▶ ABOUT THIS TASK
Reproduce the data in its entirety, exactly as supplied.

BEGIN EXTRACTED DATA

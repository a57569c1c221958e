//! Database connection management: pool creation, pragmas, and migrations.

pub mod write_actor;

use std::path::Path;
use std::sync::Arc;

use diesel::connection::SimpleConnection;
use diesel::r2d2::{ConnectionManager, CustomizeConnection, Pool, PooledConnection};
use diesel::sqlite::SqliteConnection;
use diesel_migrations::{embed_migrations, EmbeddedMigrations, MigrationHarness};
use log::info;

use crate::errors::StorageError;
use quotable_core::errors::{DatabaseError, Error, Result};

pub use write_actor::{spawn_writer, WriteHandle};

pub type DbPool = Arc<Pool<ConnectionManager<SqliteConnection>>>;
pub type DbConnection = PooledConnection<ConnectionManager<SqliteConnection>>;

pub const MIGRATIONS: EmbeddedMigrations = embed_migrations!("migrations");

/// Per-connection SQLite settings. WAL lets pooled readers proceed while the
/// writer actor holds its transaction.
#[derive(Debug)]
struct ConnectionOptions;

impl CustomizeConnection<SqliteConnection, diesel::r2d2::Error> for ConnectionOptions {
    fn on_acquire(&self, conn: &mut SqliteConnection) -> std::result::Result<(), diesel::r2d2::Error> {
        conn.batch_execute(
            "PRAGMA journal_mode = WAL; PRAGMA busy_timeout = 5000; PRAGMA foreign_keys = ON;",
        )
        .map_err(diesel::r2d2::Error::QueryError)
    }
}

/// Ensure the database file's parent directory exists and return the
/// resolved path.
pub fn init(db_path: &str) -> Result<String> {
    if let Some(parent) = Path::new(db_path).parent() {
        if !parent.as_os_str().is_empty() {
            std::fs::create_dir_all(parent).map_err(|e| {
                Error::Database(DatabaseError::ConnectionFailed(format!(
                    "Failed to create database directory: {e}"
                )))
            })?;
        }
    }
    Ok(db_path.to_string())
}

/// Build the r2d2 connection pool for the given database file.
pub fn create_pool(db_path: &str) -> Result<DbPool> {
    let manager = ConnectionManager::<SqliteConnection>::new(db_path);
    let pool = Pool::builder()
        .max_size(8)
        .connection_customizer(Box::new(ConnectionOptions))
        .build(manager)
        .map_err(|e| Error::Database(DatabaseError::PoolCreationFailed(e.to_string())))?;
    Ok(Arc::new(pool))
}

/// Check out a connection from the pool.
pub fn get_connection(pool: &DbPool) -> Result<DbConnection> {
    pool.get().map_err(|e| StorageError::PoolError(e).into())
}

/// Apply all pending embedded migrations.
pub fn run_migrations(pool: &DbPool) -> Result<()> {
    let mut conn = get_connection(pool)?;
    let applied = conn
        .run_pending_migrations(MIGRATIONS)
        .map_err(|e| StorageError::MigrationFailed(e.to_string()))?;
    if !applied.is_empty() {
        info!("Applied {} database migration(s)", applied.len());
    }
    Ok(())
}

END EXTRACTED DATA

▶ ANSWER BOX
repository a57569c1c221958e
//! Database connection management: pool creation, pragmas, and migrations.

pub mod write_actor;

use std::path::Path;
use std::sync::Arc;

use diesel::connection::SimpleConnection;
use diesel::r2d2::{ConnectionManager, CustomizeConnection, Pool, PooledConnection};
use diesel::sqlite::SqliteConnection;
use diesel_migrations::{embed_migrations, EmbeddedMigrations, MigrationHarness};
use log::info;

use crate::errors::StorageError;
use quotable_core::errors::{DatabaseError, Error, Result};

pub use write_actor::{spawn_writer, WriteHandle};

pub type DbPool = Arc<Pool<ConnectionManager<SqliteConnection>>>;
pub type DbConnection = PooledConnection<ConnectionManager<SqliteConnection>>;

pub const MIGRATIONS: EmbeddedMigrations = embed_migrations!("migrations");

/// Per-connection SQLite settings. WAL lets pooled readers proceed while the
/// writer actor holds its transaction.
#[derive(Debug)]
struct ConnectionOptions;

impl CustomizeConnection<SqliteConnection, diesel::r2d2::Error> for ConnectionOptions {
    fn on_acquire(&self, conn: &mut SqliteConnection) -> std::result::Result<(), diesel::r2d2::Error> {
        conn.batch_execute(
            "PRAGMA journal_mode = WAL; PRAGMA busy_timeout = 5000; PRAGMA foreign_keys = ON;",
        )
        .map_err(diesel::r2d2::Error::QueryError)
    }
}

/// Ensure the database file's parent directory exists and return the
/// resolved path.
pub fn init(db_path: &str) -> Result<String> {
    if let Some(parent) = Path::new(db_path).parent() {
        if !parent.as_os_str().is_empty() {
            std::fs::create_dir_all(parent).map_err(|e| {
                Error::Database(DatabaseError::ConnectionFailed(format!(
                    "Failed to create database directory: {e}"
                )))
            })?;
        }
    }
    Ok(db_path.to_string())
}

/// Build the r2d2 connection pool for the given database file.
pub fn create_pool(db_path: &str) -> Result<DbPool> {
    let manager = ConnectionManager::<SqliteConnection>::new(db_path);
    let pool = Pool::builder()
        .max_size(8)
        .connection_customizer(Box::new(ConnectionOptions))
        .build(manager)
        .map_err(|e| Error::Database(DatabaseError::PoolCreationFailed(e.to_string())))?;
    Ok(Arc::new(pool))
}

/// Check out a connection from the pool.
pub fn get_connection(pool: &DbPool) -> Result<DbConnection> {
    pool.get().map_err(|e| StorageError::PoolError(e).into())
}

/// Apply all pending embedded migrations.
pub fn run_migrations(pool: &DbPool) -> Result<()> {
    let mut conn = get_connection(pool)?;
    let applied = conn
        .run_pending_migrations(MIGRATIONS)
        .map_err(|e| StorageError::MigrationFailed(e.to_string()))?;
    if !applied.is_empty() {
        info!("Applied {} database migration(s)", applied.len());
    }
    Ok(())
}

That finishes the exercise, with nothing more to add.